Hmm? I had sheepishly replied.
Do you feel better now that you've talked?
I remember being surprised, even after all those years we spent together, that Kai understood my need for communication.
I'd had a misunderstanding with some guy, (Ireland, was it?) and had been upset until he'd called.
I don't know how people just let things go or forget about them without ever being able to talk them out.
I did feel better after hearing from him.
But up to that point I was a miserable little monkey.
I wasn't going to communicate.
Or rather, I was going to communicate silence.
Silence is an incredibly powerful form of communication and I can respect it.
The problem is it's not my style.
It's not me.
I. Have. To communicate.
For my own balance and well being.
And I realized at the end of this week that all silence was doing for me was allowing me to hold onto the hope that he would one day reach out and somehow right the wrong that would forever haunt me.
So I halted my silence.
But because I know me, I know which actions are necessary, I felt relief after I'd sent the text.
It wasn't long.
It was important to me it be brief.
Succinct yet clear.
I have this propensity for using an excessive amount of words and I knew he knew that and it would be much more powerful if it was as few words as possible.

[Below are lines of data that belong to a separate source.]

//! Code Cache Performance Benchmarks
//!
//! Measures the two operations on the allocation fast path and the stack
//! walker's hot path:
//!
//! 1. **Bundle allocation**: bump + header plant + index insert
//! 2. **Reverse lookup**: interval test + binary search over bundle starts

use criterion::{black_box, criterion_group, criterion_main, BenchmarkId, Criterion};
use std::sync::Arc;

use codecache::region::RegionView;
use codecache::{BundleLayout, CacheConfig, CodeCache, CompiledMethod, Lifespan};

fn cache_with_bundles(count: usize) -> (CodeCache, Vec<usize>) {
    let cache = CodeCache::new(CacheConfig::default()).expect("reserve failed");
    let layout = BundleLayout::new(128, 0, 0);
    let mut code_starts = Vec::with_capacity(count);
    for id in 0..count {
        let method = Arc::new(CompiledMethod::new(id as u64, format!("bench{}", id)));
        let bundle = cache
            .allocate(&layout, &method, false, Lifespan::Short)
            .expect("allocation failed");
        code_starts.push(bundle.code_start());
    }
    (cache, code_starts)
}

fn bench_allocation(c: &mut Criterion) {
    c.bench_function("allocate_short_bundle", |b| {
        // A nothing-survives oracle keeps the steady state sustainable:
        // when the half-space fills, eviction empties it.
        let cache = CodeCache::new(CacheConfig::default())
            .expect("reserve failed")
            .with_reachability(Arc::new(|_: &CompiledMethod| false));
        let layout = BundleLayout::new(128, 0, 2);
        let mut id = 0u64;
        b.iter(|| {
            id += 1;
            let method = Arc::new(CompiledMethod::new(id, "bench"));
            black_box(
                cache
                    .allocate(&layout, &method, false, Lifespan::Short)
                    .expect("allocation failed"),
            )
        });
    });
}

fn bench_lookup(c: &mut Criterion) {
    let mut group = c.benchmark_group("find_method");
    for &count in &[16usize, 256, 4096] {
        let (cache, code_starts) = cache_with_bundles(count);
        let probe = code_starts[count / 2];
        group.bench_with_input(BenchmarkId::new("hit", count), &probe, |b, &addr| {
            b.iter(|| black_box(cache.find_method(black_box(addr))))
        });
        let miss = cache.opt_region().end() + 0x1000;
        group.bench_with_input(BenchmarkId::new("miss", count), &miss, |b, &addr| {
            b.iter(|| black_box(cache.find_method(black_box(addr))))
        });
    }
    group.finish();
}

criterion_group!(benches, bench_allocation, bench_lookup);
criterion_main!(benches);
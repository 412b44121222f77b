//! Clean, package and verify pipeline for frozen Python executables.
//!
//! The pipeline is strictly sequential:
//!
//! ```text
//! START → CLEANED → PACKAGED → { VERIFIED_OK | VERIFIED_MISSING }
//!                  ↘ PACKAGED_FAILED → ABORTED
//! ```
//!
//! - [`settings`] - validated build descriptor
//! - [`builder`] - [`Pipeline`] orchestrator, preflight, checksums
//! - [`packager`] - spec rendering and packager invocation
//! - [`stages`] - cleaner, onedir staging and verifier
//! - [`utils`] - filesystem helpers

pub mod builder;
pub mod error;
pub mod packager;
pub mod settings;
pub mod stages;
pub mod utils;

use std::{fmt, path::PathBuf};

pub use builder::Pipeline;
pub use error::{Error, Result};
pub use settings::{
    BundleMode, CleanSettings, DataMapping, PackageSettings, PackagerOptions, PackagerSettings,
    Settings, SettingsBuilder, StagingSettings, Target,
};

/// Position of a build in the pipeline state machine.
#[derive(Clone, Copy, Debug, Eq, PartialEq)]
pub enum PipelineState {
    /// Nothing has run yet.
    Start,
    /// Build and dist workspaces are gone.
    Cleaned,
    /// The packager exited zero.
    Packaged,
    /// The packager exited non-zero or could not be started.
    PackagedFailed,
    /// A fatal failure stopped the pipeline before verification.
    Aborted,
    /// The artifact exists.
    VerifiedOk,
    /// The packager succeeded but the artifact is absent.
    VerifiedMissing,
}

impl PipelineState {
    /// Returns true for states the pipeline stops in.
    pub fn is_terminal(self) -> bool {
        matches!(
            self,
            PipelineState::Aborted | PipelineState::VerifiedOk | PipelineState::VerifiedMissing
        )
    }

    /// Process exit code for a terminal state.
    ///
    /// - `VerifiedOk` → 0
    /// - `VerifiedMissing` → 2
    /// - anything else → 1
    pub fn exit_code(self) -> i32 {
        match self {
            PipelineState::VerifiedOk => 0,
            PipelineState::VerifiedMissing => 2,
            _ => 1,
        }
    }
}

impl fmt::Display for PipelineState {
    fn fmt(&self, f: &mut fmt::Formatter<'_>) -> fmt::Result {
        let name = match self {
            PipelineState::Start => "START",
            PipelineState::Cleaned => "CLEANED",
            PipelineState::Packaged => "PACKAGED",
            PipelineState::PackagedFailed => "PACKAGED_FAILED",
            PipelineState::Aborted => "ABORTED",
            PipelineState::VerifiedOk => "VERIFIED_OK",
            PipelineState::VerifiedMissing => "VERIFIED_MISSING",
        };
        f.write_str(name)
    }
}

/// Artifact found by the verifier.
#[derive(Clone, Debug, Eq, PartialEq)]
pub struct VerifiedArtifact {
    /// Location of the executable.
    pub path: PathBuf,
    /// Size in bytes.
    pub size: u64,
    /// Hex-encoded SHA-256 of the file.
    pub checksum: String,
}

impl VerifiedArtifact {
    /// Size in mebibytes, as shown to the user.
    pub fn size_mb(&self) -> f64 {
        self.size as f64 / (1024.0 * 1024.0)
    }
}

/// Outcome of one pipeline run.
#[derive(Clone, Debug)]
pub struct BuildReport {
    /// Terminal state.
    pub state: PipelineState,
    /// Packager exit code, when it ran and exited normally.
    pub packager_exit_code: Option<i32>,
    /// Expected artifact location.
    pub artifact_path: PathBuf,
    /// Artifact metadata when verification succeeded.
    pub artifact: Option<VerifiedArtifact>,
    /// Non-fatal staging problems.
    pub warnings: Vec<String>,
    /// Optional inputs (icon, onedir extras) that were absent at preflight.
    pub missing_optional: Vec<PathBuf>,
}

impl BuildReport {
    /// Process exit code for this run.
    pub fn exit_code(&self) -> i32 {
        self.state.exit_code()
    }
}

And I knew he wouldn't respond.
There was nothing really appropriate to say.
And I fell asleep that night accepting the gruesome end, the drawn out rejection I continuously allowed myself to endure.
And then.
Then because I don't always know, I so often know nothing at all, because the few syllables I composed must have struck a chord in the depths of his heartstrings, or maybe simply because he woke up and I was on his mind.
My phone rang.
My eyes opened and I knew it was him and I just let the phone ring and I listened to the ringtone play like it was some lovely bird outside my window wiling me to rise out of bed.
And then, there it was.
A voicemail.
The voicemail I'd hoped for, longed for, some tactile proof that I did, in fact, hold some value to him, some meaning beyond the disdain I'd left the last time he looked at me.
And it made me feel calm.
Somehow more accepting.
It changed nothing.
But it lessened the sharp sting of his wound.

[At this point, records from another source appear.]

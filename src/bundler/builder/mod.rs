//! Pipeline orchestration and coordination.
//!
//! This module provides the main [`Pipeline`] orchestrator that runs a build
//! from a clean workspace to a verified executable.
//!
//! # Overview
//!
//! The pipeline:
//! 1. Checks the packager and required inputs ([`preflight`])
//! 2. Removes prior build output
//! 3. Renders the spec and runs the packager
//! 4. Stages onedir output
//! 5. Verifies the artifact and calculates its checksum
//!
//! # Module Organization
//!
//! - [`checksum`] - SHA-256 checksum calculation for artifacts
//! - [`orchestrator`] - Main [`Pipeline`] struct
//! - [`preflight`] - requirement checks
//! - [`tool_detection`] - packager version query

mod checksum;
mod orchestrator;
mod preflight;
mod tool_detection;

pub use checksum::calculate_sha256;
pub use orchestrator::Pipeline;
pub use preflight::{PreflightReport, preflight};
pub use tool_detection::packager_version;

I left the house to run errands and suddenly gasped when I saw what time it was.
Nearly one in the afternoon and I'd completely forgotten to take my medication.
Panicked, I reached in my bag for it and then realized.

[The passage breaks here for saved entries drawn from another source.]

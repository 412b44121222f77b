//! Top-level error types for the `grp-build` binary.
//!
//! Pipeline stages report [`crate::bundler::Error`]; this module wraps those
//! together with CLI and descriptor loading failures.

use thiserror::Error;

/// Result type alias for CLI operations
pub type Result<T> = std::result::Result<T, BuildError>;

/// Main error type for the build tool
#[derive(Error, Debug)]
pub enum BuildError {
    /// CLI argument errors
    #[error("CLI error: {0}")]
    Cli(#[from] CliError),

    /// IO errors
    #[error("IO error: {0}")]
    Io(#[from] std::io::Error),

    /// TOML parsing errors
    #[error("TOML error: {0}")]
    Toml(#[from] toml::de::Error),

    /// Pipeline errors
    #[error("{0}")]
    Bundler(#[from] crate::bundler::Error),

    /// Generic errors from anyhow
    #[error("{0}")]
    Anyhow(#[from] anyhow::Error),
}

/// CLI-specific errors
#[derive(Error, Debug)]
pub enum CliError {
    /// Invalid command line arguments
    #[error("Invalid arguments: {reason}")]
    InvalidArguments {
        /// Reason for the error
        reason: String,
    },

    /// Descriptor file could not be found or read
    #[error("Cannot read descriptor {path}: {reason}")]
    DescriptorUnreadable {
        /// Descriptor path
        path: String,
        /// Reason for the error
        reason: String,
    },
}

impl BuildError {
    /// Get actionable recovery suggestions for this error
    pub fn recovery_suggestions(&self) -> Vec<String> {
        match self {
            BuildError::Cli(CliError::DescriptorUnreadable { .. }) => vec![
                "Run grp-build from the project root or pass --descriptor <PATH>".to_string(),
            ],
            BuildError::Toml(_) => {
                vec!["Check the descriptor syntax against the documented TOML layout".to_string()]
            }
            BuildError::Bundler(crate::bundler::Error::Descriptor(_)) => vec![
                "Fix the listed descriptor value; paths are relative to the project directory"
                    .to_string(),
            ],
            _ => vec!["Check the error message above for specific details".to_string()],
        }
    }
}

I didn't feel out of balance.
I was taking it hours later than normal but it didn't feel like my system was thrown out of wack.
I was finally stabilized with the dosage.
Perhaps even a little with myself.
I spent the day planning and preparing for Ireland.
One week to the day and I will set out for a city I so desperately longed to see two years ago.
To visit a man I once felt uneasy about until he called and woke me one morning.
And I didn't know if I'd even see him there, if we'd sip an old fashioned the way we had those summer nights so very long ago.
But it could happen.
And even the thought of another man, when my heart was still in such disarray over one, felt good.
The idea of the future felt divine.
Because these past months have been some of the hardest, darkest storms I've endured.
And I was very much ready for a rainbow.
And perhaps, even a very tiny pot of gold as well.